Thursday, September 13, 2012

Red

Two nurses met me in the room as I wheeled her down moaning hysterically, gripping the side rails. It took all three of us to unclench her body and fists, transfer her to the labor bed, and strap heart-tone monitors to her belly as she reared back with another contraction. 

"How many weeks are you?" She had no answer. She'd never seen a doctor. She guessed 5 months. Please, God, no. Her bright red hair twisted and streamed down her face livid. "Give me something for pain!" she demanded. Her teeth yellow, her eyes fierce. She could not remain still for the life of her. The contractions were close.

I forced an exam and looked into those hostile eyes, "I'm so sorry, the baby's going to come."

"No!" she screamed, "I can't do this, I can't do this!" All of the sudden her anger turned into remarkable fear. She looked wildly around, frantic, begging, "Please give me something for pain, please!"

"You can do this," I said calmly, sternly. "You must."

She became even more uncontrolled. A doctor burst into the room as the baby's head started to crown. She screamed agony, crawling back in the bed, legs kicking, arms fighting, her back arched. Nothing I could do or say would help her now. Then I looked over at the man in the corner who was just about to turn and leave the room. 

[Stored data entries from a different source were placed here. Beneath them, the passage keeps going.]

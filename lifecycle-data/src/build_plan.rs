use serde::{Deserialize, Serialize};
use toml::value::Table;

/// The document a buildpack's detect executable writes to its plan path.
///
/// The top-level `provides`/`requires` are the primary plan sections; each
/// entry of `or` is a full alternative the buildpack would also accept.
#[derive(Serialize, Deserialize, Clone, Debug, Default, PartialEq)]
pub struct DetectPlan {
    #[serde(default, skip_serializing_if = "Vec::is_empty")]
    pub provides: Vec<Provide>,
    #[serde(default, skip_serializing_if = "Vec::is_empty")]
    pub requires: Vec<Require>,
    #[serde(default, skip_serializing_if = "Vec::is_empty")]
    pub or: Vec<PlanSections>,
}

impl DetectPlan {
    /// The primary plan sections, without the `or` alternatives.
    pub fn sections(&self) -> PlanSections {
        PlanSections {
            provides: self.provides.clone(),
            requires: self.requires.clone(),
        }
    }
}

/// One set of provides/requires emitted during detect.
#[derive(Serialize, Deserialize, Clone, Debug, Default, PartialEq)]
pub struct PlanSections {
    #[serde(default, skip_serializing_if = "Vec::is_empty")]
    pub provides: Vec<Provide>,
    #[serde(default, skip_serializing_if = "Vec::is_empty")]
    pub requires: Vec<Require>,
}

#[derive(Serialize, Deserialize, Clone, Debug, PartialEq)]
pub struct Provide {
    pub name: String,
}

impl Provide {
    pub fn new(name: impl Into<String>) -> Self {
        Self { name: name.into() }
    }
}

/// A dependency requirement emitted during detect.
///
/// A requirement carries two version slots: the deprecated top-level
/// `version` and `metadata.version`. At most one slot is authoritative at a
/// time; the conversions below normalize between them when a requirement
/// crosses an API-version boundary, and the predicates report the states the
/// gates reject.
#[derive(Serialize, Deserialize, Clone, Debug, Default, PartialEq)]
pub struct Require {
    pub name: String,
    #[serde(default, skip_serializing_if = "Option::is_none")]
    pub version: Option<String>,
    #[serde(default, skip_serializing_if = "Table::is_empty")]
    pub metadata: Table,
}

impl Require {
    pub fn new(name: impl Into<String>) -> Self {
        Self {
            name: name.into(),
            version: None,
            metadata: Table::new(),
        }
    }

    /// Moves a top-level `version` into `metadata.version`.
    pub fn convert_version_to_metadata(&mut self) {
        if let Some(version) = self.version.take() {
            self.metadata
                .insert(String::from("version"), toml::Value::String(version));
        }
    }

    /// Copies `metadata.version` into the top-level `version` slot.
    pub fn convert_metadata_to_version(&mut self) {
        if let Some(version) = self.metadata_version() {
            self.version = Some(version);
        }
    }

    /// `metadata.version` rendered as a string, regardless of its TOML type.
    pub fn metadata_version(&self) -> Option<String> {
        self.metadata.get("version").map(|value| match value {
            toml::Value::String(string) => string.clone(),
            other => other.to_string(),
        })
    }

    pub fn has_doubly_specified_versions(&self) -> bool {
        self.metadata.contains_key("version") && self.version.is_some()
    }

    pub fn has_inconsistent_versions(&self) -> bool {
        match (&self.version, self.metadata_version()) {
            (Some(version), Some(metadata_version)) => *version != metadata_version,
            _ => false,
        }
    }

    pub fn has_top_level_version(&self) -> bool {
        self.version.is_some()
    }
}

impl<S: Into<String>> From<S> for Require {
    fn from(s: S) -> Self {
        Self::new(s)
    }
}
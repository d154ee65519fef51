use crate::api::ApiVersion;
use crate::buildpack::BuildpackId;
use serde::{Deserialize, Serialize};
use std::fmt::{self, Display, Formatter};

/// One buildpack reference inside a group.
///
/// `api` and `homepage` are carried for reporting only and are stripped from
/// the places where they would be noise (BOM buildpack tags, plan providers).
#[derive(Serialize, Deserialize, Clone, Debug, Eq, PartialEq)]
pub struct GroupEntry {
    #[serde(default, skip_serializing_if = "Option::is_none")]
    pub api: Option<ApiVersion>,
    #[serde(default, skip_serializing_if = "Option::is_none")]
    pub homepage: Option<String>,
    pub id: BuildpackId,
    #[serde(default, skip_serializing_if = "is_false")]
    pub optional: bool,
    pub version: String,
}

fn is_false(value: &bool) -> bool {
    !*value
}

impl GroupEntry {
    pub fn new(id: BuildpackId, version: impl Into<String>) -> Self {
        Self {
            api: None,
            homepage: None,
            id,
            optional: false,
            version: version.into(),
        }
    }

    #[must_use]
    pub fn no_opt(mut self) -> Self {
        self.optional = false;
        self
    }

    #[must_use]
    pub fn no_api(mut self) -> Self {
        self.api = None;
        self
    }

    #[must_use]
    pub fn no_homepage(mut self) -> Self {
        self.homepage = None;
        self
    }
}

impl Display for GroupEntry {
    fn fmt(&self, f: &mut Formatter<'_>) -> fmt::Result {
        write!(f, "{}@{}", self.id, self.version)
    }
}

/// An ordered set of buildpacks that detects (and then builds) as a unit.
///
/// This is also the shape of the `group.toml` exchange artifact.
#[derive(Serialize, Deserialize, Clone, Debug, Default, Eq, PartialEq)]
pub struct BuildpackGroup {
    #[serde(default)]
    pub group: Vec<GroupEntry>,
}

/// The `order.toml` document: an ordered list of candidate groups forming the
/// detect search space.
#[derive(Serialize, Deserialize, Clone, Debug, Default, Eq, PartialEq)]
pub struct BuildpackOrder {
    #[serde(default)]
    pub order: Vec<BuildpackGroup>,
}
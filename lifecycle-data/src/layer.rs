use crate::buildpack::BuildpackId;
use crate::store::Store;
use serde::{Deserialize, Serialize};
use std::collections::BTreeMap;
use toml::value::Table;

/// The on-disk `<layer>.toml` descriptor next to a layer directory.
#[derive(Serialize, Deserialize, Clone, Debug, Default, PartialEq)]
pub struct LayerMetadataFile {
    #[serde(default)]
    pub launch: bool,
    #[serde(default)]
    pub build: bool,
    #[serde(default)]
    pub cache: bool,
    #[serde(default, skip_serializing_if = "Table::is_empty")]
    pub metadata: Table,
}

/// One layer's record inside image or cache metadata.
///
/// `sha` identifies the layer content; it is only present once the layer was
/// exported. `data` is the free-form metadata the owning buildpack stored in
/// the layer descriptor.
#[derive(Serialize, Deserialize, Clone, Debug, Default, PartialEq)]
pub struct LayerMetadata {
    #[serde(default)]
    pub launch: bool,
    #[serde(default)]
    pub build: bool,
    #[serde(default)]
    pub cache: bool,
    #[serde(default, skip_serializing_if = "String::is_empty")]
    pub sha: String,
    #[serde(default, skip_serializing_if = "Option::is_none")]
    pub data: Option<Table>,
}

impl LayerMetadata {
    /// The on-disk descriptor equivalent of this record.
    pub fn to_file(&self) -> LayerMetadataFile {
        LayerMetadataFile {
            launch: self.launch,
            build: self.build,
            cache: self.cache,
            metadata: self.data.clone().unwrap_or_default(),
        }
    }
}

/// All layer metadata one buildpack contributed to an image or cache.
#[derive(Serialize, Deserialize, Clone, Debug, PartialEq)]
pub struct BuildpackLayersMetadata {
    #[serde(rename = "key")]
    pub id: BuildpackId,
    pub version: String,
    #[serde(default)]
    pub layers: BTreeMap<String, LayerMetadata>,
    #[serde(default, skip_serializing_if = "Option::is_none")]
    pub store: Option<Store>,
}

/// The layer-metadata label of a previously built image.
#[derive(Serialize, Deserialize, Clone, Debug, Default, PartialEq)]
pub struct LayersMetadata {
    #[serde(default)]
    pub buildpacks: Vec<BuildpackLayersMetadata>,
}

impl LayersMetadata {
    pub fn metadata_for(&self, id: &BuildpackId) -> Option<&BuildpackLayersMetadata> {
        self.buildpacks.iter().find(|buildpack| buildpack.id == *id)
    }
}

/// Layer metadata stored alongside a build cache.
#[derive(Serialize, Deserialize, Clone, Debug, Default, PartialEq)]
pub struct CacheMetadata {
    #[serde(default)]
    pub buildpacks: Vec<BuildpackLayersMetadata>,
}

impl CacheMetadata {
    pub fn metadata_for(&self, id: &BuildpackId) -> Option<&BuildpackLayersMetadata> {
        self.buildpacks.iter().find(|buildpack| buildpack.id == *id)
    }
}

/// The `analyzed.toml` exchange artifact.
#[derive(Serialize, Deserialize, Clone, Debug, Default, PartialEq)]
pub struct AnalyzedMetadata {
    #[serde(default, skip_serializing_if = "Option::is_none")]
    pub image: Option<ImageIdentifier>,
    #[serde(default)]
    pub metadata: LayersMetadata,
}

#[derive(Serialize, Deserialize, Clone, Debug, PartialEq)]
pub struct ImageIdentifier {
    pub reference: String,
}
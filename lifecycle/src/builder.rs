//! The build pipeline: sequential execution of a resolved group.

use crate::buildpack_store::BuildpackStore;
use crate::env::BuildEnv;
use crate::errors::Error;
use crate::log::Logger;
use crate::runner::{BuildConfig, BuildpackRunner};
use crate::verify_buildpack_api;
use lifecycle_data::api::ApiVersion;
use lifecycle_data::bom::BomEntry;
use lifecycle_data::buildpack_plan::BuildpackPlan;
use lifecycle_data::group::{BuildpackGroup, GroupEntry};
use lifecycle_data::launch::{Label, Process, ProcessType, Slice};
use lifecycle_data::plan::BuildPlan;
use serde::{Deserialize, Serialize};
use std::collections::BTreeMap;
use std::io::Write;
use std::path::PathBuf;

/// Everything the build phase produced, aggregated across the group.
#[derive(Serialize, Deserialize, Clone, Debug, Default)]
pub struct BuildMetadata {
    #[serde(default, skip_serializing_if = "Vec::is_empty")]
    pub bom: Vec<BomEntry>,
    #[serde(default, skip_serializing_if = "Vec::is_empty")]
    pub buildpacks: Vec<GroupEntry>,
    #[serde(default, skip_serializing_if = "Vec::is_empty")]
    pub labels: Vec<Label>,
    #[serde(default, skip_serializing_if = "Vec::is_empty")]
    pub processes: Vec<Process>,
    #[serde(default, skip_serializing_if = "Vec::is_empty")]
    pub slices: Vec<Slice>,
}

/// Runs a resolved group in order against a build plan.
///
/// Build execution is strictly sequential: each buildpack's environment
/// mutations and met requirements are inputs of the next one.
pub struct Builder<'a> {
    pub app_dir: PathBuf,
    pub layers_dir: PathBuf,
    pub platform_dir: PathBuf,
    pub platform_api: ApiVersion,
    pub env: BuildEnv,
    pub group: BuildpackGroup,
    pub plan: BuildPlan,
    pub out: &'a mut dyn Write,
    pub err: &'a mut dyn Write,
    pub store: &'a dyn BuildpackStore,
    pub runner: &'a dyn BuildpackRunner,
    pub logger: &'a dyn Logger,
}

impl Builder<'_> {
    pub fn build(&mut self) -> Result<BuildMetadata, Error> {
        let group_members = self.group.group.clone();
        let mut plan = self.plan.clone();

        let mut bom = Vec::new();
        let mut labels = Vec::new();
        let mut slices = Vec::new();
        // Keyed by process type: a later buildpack re-declaring a type wins,
        // and listing the map yields a deterministic, type-sorted order.
        let mut processes: BTreeMap<ProcessType, Process> = BTreeMap::new();

        for entry in &group_members {
            self.logger.debug(&format!("---> {entry}"));

            let descriptor = self.store.lookup(&entry.id, &entry.version)?;
            verify_buildpack_api(&descriptor)?;

            let mut buildpack_plan = plan.find(&entry.id);
            normalize_plan_in(&mut buildpack_plan, descriptor.api)?;

            let mut config = BuildConfig {
                app_dir: self.app_dir.clone(),
                layers_dir: self.layers_dir.clone(),
                platform_dir: self.platform_dir.clone(),
                env: &mut self.env,
                out: &mut *self.out,
                err: &mut *self.err,
            };
            let result = self.runner.run_build(&descriptor, buildpack_plan, &mut config)?;

            bom.extend(result.bom);
            labels.extend(result.labels);
            plan = plan.filter(&result.met_requires);
            for process in result.processes {
                processes.insert(process.r#type.clone(), process);
            }
            slices.extend(result.slices);
        }

        if self.platform_api < ApiVersion::new(0, 4) {
            for bom_entry in &mut bom {
                bom_entry.require.convert_metadata_to_version();
            }
        }

        Ok(BuildMetadata {
            bom,
            buildpacks: group_members,
            labels,
            processes: processes.into_values().collect(),
            slices,
        })
    }
}

/// Normalizes the version slots of a plan slice before it is handed to a
/// buildpack speaking an API before 0.3: the top-level slot moves into
/// `metadata.version`, and conflicting values in both slots are rejected.
fn normalize_plan_in(plan: &mut BuildpackPlan, api: ApiVersion) -> Result<(), Error> {
    if api >= ApiVersion::new(0, 3) {
        return Ok(());
    }

    for require in &mut plan.entries {
        if require.has_inconsistent_versions() {
            return Err(Error::Validation(format!(
                "plan entry '{}' has a top-level version that does not match its metadata version",
                require.name
            )));
        }
        require.convert_version_to_metadata();
    }

    Ok(())
}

"Wait! I need you to hold her hand," I more or less ordered him. I didn't mean caress and support her, I meant grip her hand and keep her still because it was taking all my strength to hold her other hand as she fought back, nearly missing my eye with one blow. 

A second nurse and a tech were already on her legs, trying to force them back so her baby and the doctor would not be injured in the delivery. A woman knows not her strength when met with the incredible pain of labor. Either she will channel it with great love or the fear of it will warp her into a monster.  

And in one monstrous cry, the child was born all round and red and beautiful. Thank God he looked term, and screaming. The NICU team rubbed him down and told her they needed to do some work-up since she had received no prenatal care. She did not look at them; she did not look at her baby. "I don't want to see," she told me in a quiet voice, barely a whisper, eyes now sunken in. 

I gave motion that they could leave and in a whirlwind of helpful hands she was cleaned up, wrapped in warm blankets and passed out asleep in her terror bed-turned oasis.

I let her rest for an hour, checking on her every so often to assess her bleeding. When she finally awoke, I gave her food to eat and helped her to the bathroom. It was then I learned the whole story...

She had a four year old daughter whom she was struggling to raise. When her daughter's father called last night she agreed to go out with him, even though they had been on bad terms. She was secretly hoping he would return to support her, to support his child, maybe he had changed. And as the night went on she became even more desperate, and the intimacy induced her labor and he was her only ride to the hospital. He was not the father of this child. He was not interested in staying in her life. And he never came back in the room after the task I assigned to him was done.

And now this baby whom she never intended to keep was here too early and the adoptive parents had not yet agreed and now what was she to do?

"He will be fine here," I promised her. "We can find parents for him. You are so brave to let him go." 

She smiled for the first time. Her red lips smudged on but beautiful, her eyes now sparkling with tears. "I think," she said tentatively, "I will see him before I go. I want to say goodbye."